Наверное, еще поэтому Рахиль Баумволь сочиняет афоризмы, в духе Ежи Леца или Эмиля Кроткого, и называет их «маковыми росинками». Однако эти «росинки» отнюдь не безобидны, и все они вроде таких: «„Обнимать — еще не значит любить“, — сказал кролик, уворачиваясь от объятий удава». «Мифологическое чудовище: коммунизм с человеческим лицом»…
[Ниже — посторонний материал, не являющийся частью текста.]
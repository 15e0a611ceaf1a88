pub mod commands;
pub mod config;
pub mod utils;

use clap::{Parser, Subcommand};
use serde::{Deserialize, Serialize};
use std::future::Future;
use std::sync::Arc;

use crate::app::App;
use crate::error::ApiError;
use crate::filter::FormError;
use crate::router::Route;
use utils::output_error;

#[derive(Parser)]
#[command(name = "taskdesk")]
#[command(about = "Taskdesk CLI - manage tasks and users on a task manager API")]
#[command(version)]
pub struct Cli {
    #[arg(long, global = true, conflicts_with = "json", help = "Output in human-readable text format (default)")]
    pub text: bool,

    #[arg(long, global = true, help = "Output in JSON format")]
    pub json: bool,

    #[command(subcommand)]
    pub command: Commands,
}

#[derive(Subcommand)]
pub enum Commands {
    #[command(about = "Login, registration and session status")]
    Auth {
        #[command(subcommand)]
        cmd: commands::auth::AuthCommands,
    },

    #[command(about = "View, create and edit tasks")]
    Task {
        #[command(subcommand)]
        cmd: commands::task::TaskCommands,
    },

    #[command(about = "User administration (admin only)")]
    User {
        #[command(subcommand)]
        cmd: commands::user::UserCommands,
    },

    #[command(about = "Navigate to a route and report the gate decision")]
    Open {
        #[arg(help = "Route path, e.g. /admin/users")]
        path: String,
    },

    #[command(about = "Show navigation links for the current session")]
    Nav,
}

#[derive(Debug, Clone, Serialize, Deserialize)]
pub enum OutputFormat {
    Text,
    Json,
}

impl OutputFormat {
    pub fn from_cli(cli: &Cli) -> Self {
        match (cli.text, cli.json) {
            (false, true) => OutputFormat::Json,
            _ => OutputFormat::Text,
        }
    }
}

/// A command aborted because its route's gate redirected
#[derive(Debug, thiserror::Error)]
#[error("{requested} requires {requirement}; redirected to {target} (run `taskdesk auth login <email>`)")]
pub struct NavigationDenied {
    pub requested: Route,
    pub requirement: &'static str,
    pub target: Route,
}

/// Machine-readable code for the `--json` error envelope
pub fn error_code(error: &anyhow::Error) -> &'static str {
    if let Some(api) = error.downcast_ref::<ApiError>() {
        api.error_code()
    } else if error.is::<NavigationDenied>() {
        "NAVIGATION_REDIRECTED"
    } else if error.is::<FormError>() {
        "INVALID_FORM"
    } else {
        "COMMAND_FAILED"
    }
}

/// Run one command. Failures are reported through the output envelope
/// before being returned so the caller only has to set the exit status.
pub async fn run(cli: Cli) -> anyhow::Result<()> {
    let output_format = OutputFormat::from_cli(&cli);
    let result = dispatch(cli.command, output_format.clone()).await;

    if let Err(e) = &result {
        output_error(&output_format, &e.to_string(), Some(error_code(e)))?;
    }
    result
}

async fn dispatch(command: Commands, output_format: OutputFormat) -> anyhow::Result<()> {
    let storage = Arc::new(config::session_storage()?);
    let app = App::from_config(crate::config::config(), storage)?;

    match command {
        Commands::Auth { cmd } => commands::auth::handle(&app, cmd, output_format).await,
        Commands::Task { cmd } => commands::task::handle(&app, cmd, output_format).await,
        Commands::User { cmd } => commands::user::handle(&app, cmd, output_format).await,
        Commands::Open { path } => commands::nav::open(&app, &path, output_format),
        Commands::Nav => commands::nav::links(&app, output_format),
    }
}

/// Navigate to the route a command renders; a gate redirect aborts the command
pub fn enter(app: &App, route: Route) -> anyhow::Result<()> {
    let navigation = app.enter(route);
    match navigation.redirect_target() {
        None => Ok(()),
        Some(target) => {
            let requirement = match navigation.requested.access() {
                crate::router::Access::Admin => "an admin session",
                _ => "a logged-in session",
            };
            Err(NavigationDenied {
                requested: navigation.requested.clone(),
                requirement,
                target: target.clone(),
            }
            .into())
        }
    }
}

/// Run a view request through the app, turning a rejected credential into a
/// clear logout message
pub async fn view<F, T>(app: &App, request: F) -> anyhow::Result<T>
where
    F: Future<Output = Result<T, ApiError>>,
{
    match app.run_view(request).await {
        Ok(value) => Ok(value),
        Err(e) if e.is_authentication_rejected() => {
            let message = format!(
                "{} - your session was rejected by the server and has been cleared; please log in again",
                e
            );
            Err(anyhow::Error::new(e).context(message))
        }
        Err(e) => Err(e.into()),
    }
}

#[cfg(test)]
mod tests {
    use super::*;
    use crate::session::MemoryStorage;
    use crate::testing::MockTransport;
    use serde_json::json;
    use url::Url;

    fn format_of(args: &[&str]) -> OutputFormat {
        OutputFormat::from_cli(&Cli::try_parse_from(args).unwrap())
    }

    fn app(transport: Arc<MockTransport>) -> App {
        let base = Url::parse("http://localhost:5000/api").unwrap();
        App::with_transport(transport, Arc::new(MemoryStorage::new()), base, 5)
    }

    #[test]
    fn output_flags_select_format() {
        assert!(matches!(format_of(&["taskdesk", "nav"]), OutputFormat::Text));
        assert!(matches!(format_of(&["taskdesk", "--text", "nav"]), OutputFormat::Text));
        assert!(matches!(format_of(&["taskdesk", "nav", "--json"]), OutputFormat::Json));
        assert!(Cli::try_parse_from(["taskdesk", "--text", "--json", "nav"]).is_err());
    }

    #[test]
    fn redirect_aborts_with_navigation_code() {
        let app = app(Arc::new(MockTransport::new()));
        let err = enter(&app, Route::AdminUsers).unwrap_err();

        assert_eq!(error_code(&err), "NAVIGATION_REDIRECTED");
        assert!(err.to_string().contains("/admin/users requires an admin session"));
    }

    #[tokio::test]
    async fn rejected_view_keeps_api_error_code() {
        let transport = Arc::new(MockTransport::new());
        transport.respond(401, json!({ "msg": "Token is not valid" }));
        let app = app(transport);

        let err = view(&app, app.tasks.list(1)).await.unwrap_err();
        assert_eq!(error_code(&err), "AUTHENTICATION_REJECTED");
        assert!(err.to_string().starts_with("Token is not valid - your session was rejected"));
    }

    #[test]
    fn other_failures_get_generic_codes() {
        assert_eq!(error_code(&FormError::NotPdf("a.txt".into()).into()), "INVALID_FORM");
        assert_eq!(error_code(&anyhow::anyhow!("Password is required")), "COMMAND_FAILED");
    }
}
Преодолев самое страшное время, Рахиль Баумволь существовала бы в советские годы и дальше, выпускала детские и недетские книжки, а на детском радио звучали бы ее новые «Сказки доброй подушки», но в начале 70-х годов всё оборвалось: она и Зиновий Телесин подали документы на выезд в Израиль. И немедленно были выброшены из Союза писателей, а в секретном приказе начальника Главного управления по охране государственных тайн в печати (цензорского ведомства), выпущенного «Дсп» (то есть «Для служебного пользования»), объявлялось, что отныне все ее книги подлежат изъятию из продажи и изо всех библиотек страны.
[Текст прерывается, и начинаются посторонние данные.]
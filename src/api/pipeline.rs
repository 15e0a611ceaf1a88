use reqwest::header::{HeaderValue, AUTHORIZATION};
use serde::de::DeserializeOwned;
use std::sync::Arc;

use super::descriptor::RequestDescriptor;
use super::transport::{ApiResponse, Transport};
use crate::error::ApiError;
use crate::session::SessionStore;

/// Attaches the current credential to every outbound call.
///
/// Decoration is the only thing the pipeline does to a request: it does not
/// retry, cache or rewrite responses, and it never clears the session on an
/// authentication failure. Non-2xx responses come back as a classified
/// [`ApiError`] for the caller to handle.
#[derive(Clone)]
pub struct Pipeline {
    session: SessionStore,
    transport: Arc<dyn Transport>,
}

impl Pipeline {
    pub fn new(session: SessionStore, transport: Arc<dyn Transport>) -> Self {
        Self { session, transport }
    }

    pub fn session(&self) -> &SessionStore {
        &self.session
    }

    /// Add `Authorization: Bearer <credential>` when a credential is held;
    /// otherwise return the descriptor unchanged.
    pub fn decorate(&self, mut descriptor: RequestDescriptor) -> Result<RequestDescriptor, ApiError> {
        if let Some(credential) = self.session.current().credential() {
            let mut value = HeaderValue::from_str(&format!("Bearer {}", credential.as_str()))
                .map_err(|_| ApiError::InvalidRequest("credential is not a valid header value".to_string()))?;
            value.set_sensitive(true);
            descriptor.headers.insert(AUTHORIZATION, value);
        }
        Ok(descriptor)
    }

    pub async fn call(&self, descriptor: RequestDescriptor) -> Result<ApiResponse, ApiError> {
        let descriptor = self.decorate(descriptor)?;
        let method = descriptor.method.clone();
        let path = descriptor.path.clone();
        let authenticated = descriptor.headers.contains_key(AUTHORIZATION);

        tracing::debug!("{} {} (authenticated: {})", method, path, authenticated);

        let response = self.transport.send(descriptor).await.map_err(|e| {
            tracing::warn!("{} {} failed: {}", method, path, e);
            e
        })?;

        if !response.is_success() {
            tracing::debug!("{} {} -> {}", method, path, response.status);
        }
        response.into_result()
    }

    /// `call` and decode the body into `T`
    pub async fn call_json<T: DeserializeOwned>(&self, descriptor: RequestDescriptor) -> Result<T, ApiError> {
        let response = self.call(descriptor).await?;
        Ok(serde_json::from_value(response.body)?)
    }
}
Еще раньше, до отца с матерью, в Израиль эмигрировал сын Баумволь и Телесина, математик Юлиус, которого за бурное распространение ходивших по рукам диссидентских писем и заявлений прозвали «королем самиздата»…
Почти тридцать лет Рахиль Баумволь живет в Израиле. Она, как и Зиновий Телесин, получила там заслуженное признание, хотя по-прежнему пишет на идиш, а не на иврите, который считается на обетованной земле языком главным. Но ее книги выходят и на иврите, и на идиш, и даже по-русски. В числе этих изданий есть совсем неожиданное — лингвистическая работа «Идиоматические выражения».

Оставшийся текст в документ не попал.